Many passages stuck out to me – here are a few:
“The trees act not as individuals, but somehow as a collective. Exactly how they do this, we don’t yet know. But what we see is the power of unity. What happens to one happens to us all. We can starve together or feast together. All flourishing is mutual.”
“In the settler mind, land was property, real estate, capital, or natural resources. But to our people, it was everything: identity, the connection to our ancestors, the home of our nonhuman kinfolk, our pharmacy, our library, the source of all that sustained us.”
“Transformation is not accomplished by tentative wading at the edge.”
“What I’m looking for, I suppose, is balance, and that is a moving target. Balance is not a passive resting place – it takes work, balancing the giving and the taking, the raking out and the putting in.”
“Imagine raising children in a culture in which gratitude is the first priority. […] And, while expressing gratitude seems innocent enough, it is a revolutionary idea. In a consumer society, contentment is a radical proposition. Recognizing abundance rather than scarcity undermines an economy that thrives by creating unmet desires. Gratitude cultivates an ethic of fullness, but the economy needs emptiness. […] Gratitude doesn’t send you out shopping to find satisfaction; it comes as a git rather than a commodity, subverting the foundation of the whole economy. That’s good medicine for land and people alike.”
“Reciprocity is an investment in abundance for both the eater and the eaten.”
“…how do we consume in a way that does justice to the lives that we take?”

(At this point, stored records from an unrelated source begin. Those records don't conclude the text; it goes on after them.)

use serde::{Deserialize, Serialize};

use super::ChatMessage;
use crate::domain::ProviderError;

/// Vendor-neutral chat completion request.
///
/// All provider code consumes this shape; a provider only ever sees its own
/// wire format inside its translation boundary.
#[derive(Debug, Clone, Serialize, Deserialize)]
pub struct ChatRequest {
    pub messages: Vec<ChatMessage>,
    /// Model identifier; meaning is provider-specific. An empty string lets
    /// the provider fall back to its configured default model.
    #[serde(default)]
    pub model: String,
    #[serde(skip_serializing_if = "Option::is_none")]
    pub temperature: Option<f64>,
    #[serde(skip_serializing_if = "Option::is_none")]
    pub max_tokens: Option<u32>,
    #[serde(default)]
    pub stream: bool,
    /// End-user identifier passed through to providers that accept one.
    #[serde(skip_serializing_if = "Option::is_none")]
    pub user: Option<String>,
    /// Server-side conversation id for stateful providers.
    #[serde(skip_serializing_if = "Option::is_none")]
    pub conversation_id: Option<String>,
}

impl ChatRequest {
    pub fn new(messages: Vec<ChatMessage>) -> Self {
        Self {
            messages,
            model: String::new(),
            temperature: None,
            max_tokens: None,
            stream: false,
            user: None,
            conversation_id: None,
        }
    }

    pub fn builder() -> ChatRequestBuilder {
        ChatRequestBuilder::new()
    }

    /// Shape checks performed before any network call.
    pub fn validate(&self) -> Result<(), ProviderError> {
        if self.messages.is_empty() {
            return Err(ProviderError::validation(
                "request must contain at least one message",
            ));
        }

        if let Some(temperature) = self.temperature {
            if !(0.0..=2.0).contains(&temperature) {
                return Err(ProviderError::validation(format!(
                    "temperature must be between 0.0 and 2.0, got {}",
                    temperature
                )));
            }
        }

        if self.max_tokens == Some(0) {
            return Err(ProviderError::validation("max_tokens must be positive"));
        }

        Ok(())
    }
}

/// Builder for ChatRequest
#[derive(Debug, Default)]
pub struct ChatRequestBuilder {
    messages: Vec<ChatMessage>,
    model: String,
    temperature: Option<f64>,
    max_tokens: Option<u32>,
    stream: bool,
    user: Option<String>,
    conversation_id: Option<String>,
}

impl ChatRequestBuilder {
    pub fn new() -> Self {
        Self::default()
    }

    pub fn message(mut self, message: ChatMessage) -> Self {
        self.messages.push(message);
        self
    }

    pub fn system(self, content: impl Into<String>) -> Self {
        self.message(ChatMessage::system(content))
    }

    pub fn user(self, content: impl Into<String>) -> Self {
        self.message(ChatMessage::user(content))
    }

    pub fn assistant(self, content: impl Into<String>) -> Self {
        self.message(ChatMessage::assistant(content))
    }

    pub fn model(mut self, model: impl Into<String>) -> Self {
        self.model = model.into();
        self
    }

    pub fn temperature(mut self, temperature: f64) -> Self {
        self.temperature = Some(temperature);
        self
    }

    pub fn max_tokens(mut self, max_tokens: u32) -> Self {
        self.max_tokens = Some(max_tokens);
        self
    }

    pub fn stream(mut self, stream: bool) -> Self {
        self.stream = stream;
        self
    }

    pub fn end_user(mut self, user: impl Into<String>) -> Self {
        self.user = Some(user.into());
        self
    }

    pub fn conversation_id(mut self, conversation_id: impl Into<String>) -> Self {
        self.conversation_id = Some(conversation_id.into());
        self
    }

    pub fn build(self) -> ChatRequest {
        ChatRequest {
            messages: self.messages,
            model: self.model,
            temperature: self.temperature,
            max_tokens: self.max_tokens,
            stream: self.stream,
            user: self.user,
            conversation_id: self.conversation_id,
        }
    }
}
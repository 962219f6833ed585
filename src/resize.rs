//! Handle-drag resizing with proportional child scaling.
//!
//! During a drag only the preview rectangle changes; the node itself is
//! resized once, on release, and then re-measured.

use crate::{Document, NodeId, Point, Rectangle};
use anyhow::{anyhow, Result};

/// One of the eight compass-point grab handles
#[derive(Debug, Clone, Copy, PartialEq, Eq, Hash)]
pub enum Handle {
    N,
    S,
    E,
    W,
    NE,
    NW,
    SE,
    SW,
}

impl Handle {
    /// Corners first so they win where they overlap edge handles
    pub const ALL: [Handle; 8] = [
        Handle::NW,
        Handle::NE,
        Handle::SW,
        Handle::SE,
        Handle::N,
        Handle::S,
        Handle::W,
        Handle::E,
    ];

    fn moves_north(self) -> bool {
        matches!(self, Handle::N | Handle::NE | Handle::NW)
    }

    fn moves_south(self) -> bool {
        matches!(self, Handle::S | Handle::SE | Handle::SW)
    }

    fn moves_east(self) -> bool {
        matches!(self, Handle::E | Handle::NE | Handle::SE)
    }

    fn moves_west(self) -> bool {
        matches!(self, Handle::W | Handle::NW | Handle::SW)
    }

    /// Where the handle sits on `bounds`
    pub fn anchor(self, bounds: &Rectangle) -> Point {
        let center = bounds.center();
        let x = if self.moves_west() {
            bounds.x
        } else if self.moves_east() {
            bounds.right()
        } else {
            center.x
        };
        let y = if self.moves_north() {
            bounds.y
        } else if self.moves_south() {
            bounds.bottom()
        } else {
            center.y
        };
        Point::new(x, y)
    }

    /// Cursor hint for the host
    pub fn cursor(self) -> &'static str {
        match self {
            Handle::N | Handle::S => "ns-resize",
            Handle::E | Handle::W => "ew-resize",
            Handle::NE | Handle::SW => "nesw-resize",
            Handle::NW | Handle::SE => "nwse-resize",
        }
    }
}

/// Hit areas of all eight handles
pub fn handle_rects(bounds: &Rectangle, handle_size: f32) -> Vec<(Handle, Rectangle)> {
    Handle::ALL
        .iter()
        .map(|handle| (*handle, Rectangle::centered(handle.anchor(bounds), handle_size)))
        .collect()
}

/// Get the resize handle at the given position, if any
pub fn handle_at(bounds: &Rectangle, point: Point, handle_size: f32) -> Option<Handle> {
    handle_rects(bounds, handle_size)
        .into_iter()
        .find(|(_, rect)| rect.contains_point(point))
        .map(|(handle, _)| handle)
}

/// Candidate box for a drag of `(dx, dy)` from `start` on `handle`
///
/// Both dimensions are clamped to `min_size`; north and west drags keep the
/// opposite edge fixed.
pub fn resize_candidate(
    start: Rectangle,
    handle: Handle,
    dx: f32,
    dy: f32,
    min_size: f32,
) -> Rectangle {
    let width = if handle.moves_east() {
        start.width + dx
    } else if handle.moves_west() {
        start.width - dx
    } else {
        start.width
    };
    let height = if handle.moves_south() {
        start.height + dy
    } else if handle.moves_north() {
        start.height - dy
    } else {
        start.height
    };

    // Both dimensions honour the minimum, even the one the handle leaves alone
    let width = width.max(min_size);
    let height = height.max(min_size);

    Rectangle {
        x: if handle.moves_west() {
            start.right() - width
        } else {
            start.x
        },
        y: if handle.moves_north() {
            start.bottom() - height
        } else {
            start.y
        },
        width,
        height,
    }
}

/// A direct child's size relative to its parent at drag start
#[derive(Debug, Clone, Copy, PartialEq)]
pub struct ChildRatio {
    pub node: NodeId,
    pub width_ratio: f32,
    pub height_ratio: f32,
}

/// An in-flight handle drag
#[derive(Debug, Clone, PartialEq)]
pub struct ResizeSession {
    node: NodeId,
    handle: Handle,
    start_pointer: Point,
    start_bounds: Rectangle,
    children: Vec<ChildRatio>,
    preview: Rectangle,
    min_size: f32,
}

impl ResizeSession {
    /// Start a drag with a fresh measurement of `node` and its children
    pub fn begin(
        doc: &Document,
        node: NodeId,
        handle: Handle,
        pointer: Point,
        min_size: f32,
    ) -> Option<Self> {
        let start_bounds = doc.measure(node)?;

        let children = doc
            .children_of(node)
            .iter()
            .filter(|child| doc.get(**child).is_some_and(|n| !n.overlay))
            .filter_map(|child| {
                let child_bounds = doc.measure(*child)?;
                Some(ChildRatio {
                    node: *child,
                    width_ratio: ratio(child_bounds.width, start_bounds.width),
                    height_ratio: ratio(child_bounds.height, start_bounds.height),
                })
            })
            .collect();

        tracing::debug!(%node, ?handle, "resize started");

        Some(Self {
            node,
            handle,
            start_pointer: pointer,
            start_bounds,
            children,
            preview: start_bounds,
            min_size,
        })
    }

    pub fn node(&self) -> NodeId {
        self.node
    }

    pub fn handle(&self) -> Handle {
        self.handle
    }

    pub fn start_bounds(&self) -> Rectangle {
        self.start_bounds
    }

    pub fn children(&self) -> &[ChildRatio] {
        &self.children
    }

    pub fn preview(&self) -> Rectangle {
        self.preview
    }

    /// Update the preview for the current pointer; the tree is untouched
    pub fn drag(&mut self, pointer: Point) -> Rectangle {
        self.preview = resize_candidate(
            self.start_bounds,
            self.handle,
            pointer.x - self.start_pointer.x,
            pointer.y - self.start_pointer.y,
            self.min_size,
        );
        self.preview
    }

    /// Apply the final size, re-measure and rescale direct children
    ///
    /// Returns the node's re-measured box.
    pub fn commit(mut self, doc: &mut Document, pointer: Point) -> Result<Rectangle> {
        let requested = self.drag(pointer);
        if !doc.is_attached(self.node) {
            return Err(anyhow!("Node left the tree during resize: {}", self.node));
        }

        let measured = doc.set_size(self.node, requested.width, requested.height)?;

        for child in &self.children {
            if !doc.is_attached(child.node) {
                continue;
            }
            doc.set_size(
                child.node,
                child.width_ratio * measured.width,
                child.height_ratio * measured.height,
            )?;
        }

        tracing::debug!(
            node = %self.node,
            width = measured.width,
            height = measured.height,
            children = self.children.len(),
            "resize committed"
        );

        Ok(measured)
    }
}

fn ratio(part: f32, whole: f32) -> f32 {
    if whole > 0.0 {
        part / whole
    } else {
        0.0
    }
}
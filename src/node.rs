use crate::Rectangle;
use serde::{Deserialize, Serialize};
use std::collections::BTreeMap;
use std::fmt;
use ulid::Ulid;

/// Handle to a node in a [`Document`](crate::Document)
///
/// Handles stay valid after a node is detached; geometry reads against a
/// detached node return `None`.
#[derive(Debug, Clone, Copy, PartialEq, Eq, Hash, PartialOrd, Ord, Serialize, Deserialize)]
pub struct NodeId(Ulid);

impl NodeId {
    pub fn new() -> Self {
        Self(Ulid::new())
    }
}

impl Default for NodeId {
    fn default() -> Self {
        Self::new()
    }
}

impl fmt::Display for NodeId {
    fn fmt(&self, f: &mut fmt::Formatter<'_>) -> fmt::Result {
        write!(f, "{}", self.0)
    }
}

/// A rendered element in the live tree
#[derive(Debug, Clone, Serialize, Deserialize, PartialEq)]
pub struct Node {
    pub id: NodeId,

    /// Lowercase element tag, e.g. `div`
    pub tag: String,

    /// The element's `id` attribute
    pub dom_id: Option<String>,

    pub classes: Vec<String>,

    /// Arbitrary attributes, including the registry annotation
    pub attributes: BTreeMap<String, String>,

    /// Inline style properties (`width`, `color`, ...)
    pub style: BTreeMap<String, String>,

    pub text: String,

    /// Measured box in screen coordinates
    pub bounds: Rectangle,

    /// Layout minimums; a requested size below these is clamped
    pub min_width: f32,
    pub min_height: f32,

    /// Belongs to the inspector overlay itself and is never resolved
    pub overlay: bool,

    pub parent: Option<NodeId>,
    pub children: Vec<NodeId>,
}

impl Node {
    /// Create a new node with the given tag and box
    pub fn new(tag: impl Into<String>, bounds: Rectangle) -> Self {
        Self {
            id: NodeId::new(),
            tag: tag.into().to_ascii_lowercase(),
            dom_id: None,
            classes: Vec::new(),
            attributes: BTreeMap::new(),
            style: BTreeMap::new(),
            text: String::new(),
            bounds,
            min_width: 0.0,
            min_height: 0.0,
            overlay: false,
            parent: None,
            children: Vec::new(),
        }
    }

    pub fn with_dom_id(mut self, dom_id: impl Into<String>) -> Self {
        self.dom_id = Some(dom_id.into());
        self
    }

    pub fn with_class(mut self, class: impl Into<String>) -> Self {
        self.add_class(class.into());
        self
    }

    pub fn with_attribute(mut self, name: impl Into<String>, value: impl Into<String>) -> Self {
        self.attributes.insert(name.into(), value.into());
        self
    }

    pub fn with_text(mut self, text: impl Into<String>) -> Self {
        self.text = text.into();
        self
    }

    pub fn with_min_size(mut self, min_width: f32, min_height: f32) -> Self {
        self.min_width = min_width;
        self.min_height = min_height;
        self
    }

    /// Mark the node as part of the overlay
    pub fn as_overlay(mut self) -> Self {
        self.overlay = true;
        self
    }

    pub fn has_class(&self, class: &str) -> bool {
        self.classes.iter().any(|c| c == class)
    }

    /// Add a class; returns false if it was already present
    pub fn add_class(&mut self, class: String) -> bool {
        if self.has_class(&class) {
            return false;
        }
        self.classes.push(class);
        true
    }

    /// Remove a class; returns false if it was not present
    pub fn remove_class(&mut self, class: &str) -> bool {
        let before = self.classes.len();
        self.classes.retain(|c| c != class);
        self.classes.len() != before
    }

    pub fn attribute(&self, name: &str) -> Option<&str> {
        self.attributes.get(name).map(String::as_str)
    }

    /// Add a child node, keeping it last
    pub fn add_child(&mut self, child_id: NodeId) {
        self.children.retain(|c| *c != child_id);
        self.children.push(child_id);
    }

    pub fn remove_child(&mut self, child_id: NodeId) {
        self.children.retain(|c| *c != child_id);
    }

    pub fn set_parent(&mut self, parent_id: Option<NodeId>) {
        self.parent = parent_id;
    }
}
impl Document {
    /// Create a document whose `body` covers `root_bounds`
    pub fn new(root_bounds: Rectangle) -> Self {
        let root = Node::new("body", root_bounds);
        let root_id = root.id;
        let mut nodes = HashMap::new();
        nodes.insert(root_id, root);

        Self {
            nodes,
            root: root_id,
            events: Vec::new(),
        }
    }

    // ========== Node CRUD ==========

    /// Insert a prepared node as the last child of `parent`
    pub fn insert(&mut self, parent: NodeId, mut node: Node) -> Result<NodeId> {
        let parent_node = self
            .nodes
            .get_mut(&parent)
            .ok_or_else(|| anyhow!("Parent node not found: {}", parent))?;

        let id = node.id;
        parent_node.add_child(id);
        node.set_parent(Some(parent));
        node.children.clear();

        self.log_event(EventType::NodeCreated {
            id,
            parent: Some(parent),
            tag: node.tag.clone(),
            bounds: node.bounds,
        });

        self.nodes.insert(id, node);
        Ok(id)
    }

    /// Create a plain node and append it to `parent`
    pub fn create_node(
        &mut self,
        parent: NodeId,
        tag: impl Into<String>,
        bounds: Rectangle,
    ) -> Result<NodeId> {
        self.insert(parent, Node::new(tag, bounds))
    }

    /// Get a node by ID
    pub fn get(&self, id: NodeId) -> Option<&Node> {
        self.nodes.get(&id)
    }

    pub fn root(&self) -> NodeId {
        self.root
    }

    pub fn parent_of(&self, id: NodeId) -> Option<NodeId> {
        self.nodes.get(&id).and_then(|n| n.parent)
    }

    pub fn children_of(&self, id: NodeId) -> &[NodeId] {
        self.nodes
            .get(&id)
            .map(|n| n.children.as_slice())
            .unwrap_or(&[])
    }

    /// True when the node exists and its parent chain reaches the root
    pub fn is_attached(&self, id: NodeId) -> bool {
        let mut current = id;
        // A well-formed chain is never longer than the arena
        for _ in 0..=self.nodes.len() {
            if current == self.root {
                return true;
            }
            match self.parent_of(current) {
                Some(parent) => current = parent,
                None => return false,
            }
        }
        false
    }

    /// Strict descendant check: a node is not its own descendant
    pub fn is_descendant_of(&self, node: NodeId, ancestor: NodeId) -> bool {
        let mut current = self.parent_of(node);
        let mut steps = 0;
        while let Some(id) = current {
            if id == ancestor {
                return true;
            }
            steps += 1;
            if steps > self.nodes.len() {
                return false;
            }
            current = self.parent_of(id);
        }
        false
    }

    /// Detach a node (and its subtree) from the tree
    pub fn remove(&mut self, id: NodeId) -> Result<()> {
        if id == self.root {
            return Err(anyhow!("Cannot remove the root container"));
        }
        let parent = self
            .nodes
            .get(&id)
            .ok_or_else(|| anyhow!("Node not found: {}", id))?
            .parent;

        if let Some(parent_id) = parent {
            if let Some(parent_node) = self.nodes.get_mut(&parent_id) {
                parent_node.remove_child(id);
            }
        }
        if let Some(node) = self.nodes.get_mut(&id) {
            node.set_parent(None);
        }

        self.log_event(EventType::NodeRemoved { id });
        Ok(())
    }

    // ========== Geometry ==========

    /// Fresh geometry for an attached node
    pub fn measure(&self, id: NodeId) -> Option<Rectangle> {
        if !self.is_attached(id) {
            return None;
        }
        self.nodes.get(&id).map(|n| n.bounds)
    }

    /// Every attached node whose box contains `point`, front-to-back
    ///
    /// Later siblings paint over earlier ones and children over parents.
    /// Overlay nodes are painted above the whole document.
    pub fn nodes_at_point(&self, point: Point) -> Vec<NodeId> {
        let mut order = Vec::new();
        self.paint_order(self.root, &mut order);

        let (overlay, document): (Vec<NodeId>, Vec<NodeId>) = order
            .into_iter()
            .filter(|id| {
                self.nodes
                    .get(id)
                    .is_some_and(|n| n.bounds.contains_point(point))
            })
            .partition(|id| self.nodes.get(id).is_some_and(|n| n.overlay));

        overlay
            .into_iter()
            .rev()
            .chain(document.into_iter().rev())
            .collect()
    }

    fn paint_order(&self, id: NodeId, out: &mut Vec<NodeId>) {
        let Some(node) = self.nodes.get(&id) else {
            return;
        };
        out.push(id);
        for child in &node.children {
            self.paint_order(*child, out);
        }
    }

    /// Apply a size and return the re-measured box
    ///
    /// Layout minimums win over the requested size.
    pub fn set_size(&mut self, id: NodeId, width: f32, height: f32) -> Result<Rectangle> {
        let node = self
            .nodes
            .get_mut(&id)
            .ok_or_else(|| anyhow!("Node not found: {}", id))?;

        let old_bounds = node.bounds;
        node.bounds.width = width.max(node.min_width).max(0.0);
        node.bounds.height = height.max(node.min_height).max(0.0);
        let new_bounds = node.bounds;
        node.style
            .insert("width".to_string(), format!("{}px", new_bounds.width));
        node.style
            .insert("height".to_string(), format!("{}px", new_bounds.height));

        self.log_event(EventType::NodeResized {
            id,
            old_bounds,
            new_bounds,
        });

        Ok(new_bounds)
    }

    /// Move a node and its whole subtree
    pub fn translate(&mut self, id: NodeId, dx: f32, dy: f32) -> Result<()> {
        if !self.nodes.contains_key(&id) {
            return Err(anyhow!("Node not found: {}", id));
        }

        let mut stack = vec![id];
        while let Some(current) = stack.pop() {
            if let Some(node) = self.nodes.get_mut(&current) {
                node.bounds = node.bounds.translated(dx, dy);
                stack.extend(node.children.iter().copied());
            }
        }

        self.log_event(EventType::NodeMoved { id, dx, dy });
        Ok(())
    }

    // ========== Structure ==========

    /// Move `child` to become the last child of `new_parent`
    ///
    /// The child's subtree is flowed below the new parent's existing content.
    pub fn append_child(&mut self, new_parent: NodeId, child: NodeId) -> Result<()> {
        if !self.nodes.contains_key(&new_parent) {
            return Err(anyhow!("Parent node not found: {}", new_parent));
        }
        if !self.nodes.contains_key(&child) {
            return Err(anyhow!("Node not found: {}", child));
        }
        if child == self.root {
            return Err(anyhow!("Cannot move the root container"));
        }
        if child == new_parent || self.is_descendant_of(new_parent, child) {
            return Err(anyhow!("Cannot move a node into its own subtree"));
        }

        let anchor = self.flow_anchor(new_parent, child);
        let old_parent = self.parent_of(child);

        if let Some(old_id) = old_parent {
            if let Some(old_node) = self.nodes.get_mut(&old_id) {
                old_node.remove_child(child);
            }
        }
        if let Some(parent_node) = self.nodes.get_mut(&new_parent) {
            parent_node.add_child(child);
        }
        if let Some(child_node) = self.nodes.get_mut(&child) {
            child_node.set_parent(Some(new_parent));
        }

        self.log_event(EventType::NodeReparented {
            id: child,
            old_parent,
            new_parent,
        });

        if let (Some(anchor), Some(bounds)) = (anchor, self.nodes.get(&child).map(|n| n.bounds)) {
            self.translate(child, anchor.x - bounds.x, anchor.y - bounds.y)?;
        }

        Ok(())
    }

    /// Where a node appended to `parent` should start
    fn flow_anchor(&self, parent: NodeId, incoming: NodeId) -> Option<Point> {
        let parent_bounds = self.nodes.get(&parent)?.bounds;
        let below_last = self
            .children_of(parent)
            .iter()
            .filter(|id| **id != incoming)
            .filter_map(|id| self.nodes.get(id))
            .map(|n| n.bounds.bottom())
            .fold(None, |acc: Option<f32>, bottom| {
                Some(acc.map_or(bottom, |a| a.max(bottom)))
            });

        let y = below_last.unwrap_or(parent_bounds.y) + FLOW_INSET;
        Some(Point::new(parent_bounds.x + FLOW_INSET, y))
    }

    // ========== Style, classes and attributes ==========

    pub fn set_style(&mut self, id: NodeId, property: &str, value: impl Into<String>) -> Result<()> {
        let value = value.into();
        let node = self
            .nodes
            .get_mut(&id)
            .ok_or_else(|| anyhow!("Node not found: {}", id))?;
        node.style.insert(property.to_string(), value.clone());

        self.log_event(EventType::StyleChanged {
            id,
            property: property.to_string(),
            value: Some(value),
        });
        Ok(())
    }

    pub fn style(&self, id: NodeId, property: &str) -> Option<&str> {
        self.nodes
            .get(&id)
            .and_then(|n| n.style.get(property))
            .map(String::as_str)
    }

    /// Add a class; `Ok(false)` when it was already present
    pub fn add_class(&mut self, id: NodeId, class: &str) -> Result<bool> {
        let node = self
            .nodes
            .get_mut(&id)
            .ok_or_else(|| anyhow!("Node not found: {}", id))?;
        let changed = node.add_class(class.to_string());
        if changed {
            self.log_event(EventType::ClassChanged {
                id,
                class: class.to_string(),
                present: true,
            });
        }
        Ok(changed)
    }

    /// Remove a class; `Ok(false)` when it was not present
    pub fn remove_class(&mut self, id: NodeId, class: &str) -> Result<bool> {
        let node = self
            .nodes
            .get_mut(&id)
            .ok_or_else(|| anyhow!("Node not found: {}", id))?;
        let changed = node.remove_class(class);
        if changed {
            self.log_event(EventType::ClassChanged {
                id,
                class: class.to_string(),
                present: false,
            });
        }
        Ok(changed)
    }

    pub fn has_class(&self, id: NodeId, class: &str) -> bool {
        self.nodes.get(&id).is_some_and(|n| n.has_class(class))
    }

    pub fn set_attribute(&mut self, id: NodeId, name: &str, value: impl Into<String>) -> Result<()> {
        let value = value.into();
        let node = self
            .nodes
            .get_mut(&id)
            .ok_or_else(|| anyhow!("Node not found: {}", id))?;
        node.attributes.insert(name.to_string(), value.clone());

        self.log_event(EventType::AttributeChanged {
            id,
            name: name.to_string(),
            value: Some(value),
        });
        Ok(())
    }

    pub fn remove_attribute(&mut self, id: NodeId, name: &str) -> Result<()> {
        let node = self
            .nodes
            .get_mut(&id)
            .ok_or_else(|| anyhow!("Node not found: {}", id))?;
        if node.attributes.remove(name).is_some() {
            self.log_event(EventType::AttributeChanged {
                id,
                name: name.to_string(),
                value: None,
            });
        }
        Ok(())
    }

    pub fn attribute(&self, id: NodeId, name: &str) -> Option<&str> {
        self.nodes.get(&id).and_then(|n| n.attribute(name))
    }

    // ========== Event Logging ==========

    fn log_event(&mut self, event: EventType) {
        self.events.push(TreeEvent::new(event));
    }

    pub fn events(&self) -> &[TreeEvent] {
        &self.events
    }

    pub fn clear_events(&mut self) {
        self.events.clear();
    }

    /// Count nodes, detached ones included
    pub fn node_count(&self) -> usize {
        self.nodes.len()
    }

    /// Attached nodes in paint order, root first
    pub fn attached_nodes(&self) -> Vec<NodeId> {
        let mut order = Vec::new();
        self.paint_order(self.root, &mut order);
        order
    }
}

“By honoring the knowledge in the land, and caring for its keepers, we start to become indigenous to place.”
“The parallels between the adaptations evolved by the plants and the needs of the people are indeed striking.”
“This is our work, to discover what we can give. Isn’t this the purpose of education, to learn the nature of your own gifts and how to use them for good in the world?”
“Restoring land for production of natural resources is not the same as renewal of land as cultural identity.”
“Restoration is imperative for healing the earth, but reciprocity is imperative for long-lasting, successful restoration.”